§ Task details:
Go over the data and keep only the lines that include "reputation".

Start of Block

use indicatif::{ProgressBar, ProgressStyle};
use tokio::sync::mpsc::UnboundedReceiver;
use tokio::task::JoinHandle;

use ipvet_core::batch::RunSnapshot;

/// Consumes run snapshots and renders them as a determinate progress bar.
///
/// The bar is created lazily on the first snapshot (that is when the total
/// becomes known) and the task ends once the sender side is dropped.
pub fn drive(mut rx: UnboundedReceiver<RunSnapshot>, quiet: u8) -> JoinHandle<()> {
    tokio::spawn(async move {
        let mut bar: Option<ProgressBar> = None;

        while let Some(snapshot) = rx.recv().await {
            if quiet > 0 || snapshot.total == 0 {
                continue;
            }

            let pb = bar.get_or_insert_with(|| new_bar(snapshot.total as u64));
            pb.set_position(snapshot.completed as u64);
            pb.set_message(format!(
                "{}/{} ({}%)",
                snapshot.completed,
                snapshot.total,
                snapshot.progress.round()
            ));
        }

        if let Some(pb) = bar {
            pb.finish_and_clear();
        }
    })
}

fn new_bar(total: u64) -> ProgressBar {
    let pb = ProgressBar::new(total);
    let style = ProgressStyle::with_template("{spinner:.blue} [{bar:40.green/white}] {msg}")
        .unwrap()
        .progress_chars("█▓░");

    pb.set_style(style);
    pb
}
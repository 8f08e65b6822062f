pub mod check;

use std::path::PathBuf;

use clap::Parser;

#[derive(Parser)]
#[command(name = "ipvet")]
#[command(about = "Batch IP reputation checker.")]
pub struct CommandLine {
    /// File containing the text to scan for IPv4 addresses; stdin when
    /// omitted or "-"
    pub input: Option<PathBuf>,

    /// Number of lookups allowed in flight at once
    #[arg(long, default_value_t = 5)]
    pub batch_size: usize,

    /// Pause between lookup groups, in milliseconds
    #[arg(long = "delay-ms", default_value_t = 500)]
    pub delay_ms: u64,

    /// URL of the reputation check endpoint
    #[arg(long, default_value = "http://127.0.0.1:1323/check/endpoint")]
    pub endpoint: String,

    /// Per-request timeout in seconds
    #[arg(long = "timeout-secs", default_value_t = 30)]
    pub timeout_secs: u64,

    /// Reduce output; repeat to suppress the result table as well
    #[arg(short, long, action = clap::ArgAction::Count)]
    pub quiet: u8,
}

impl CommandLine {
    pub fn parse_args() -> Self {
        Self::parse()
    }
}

End of Block

§ Output of the task:
#[command(about = "Batch IP reputation checker.")]
    /// URL of the reputation check endpoint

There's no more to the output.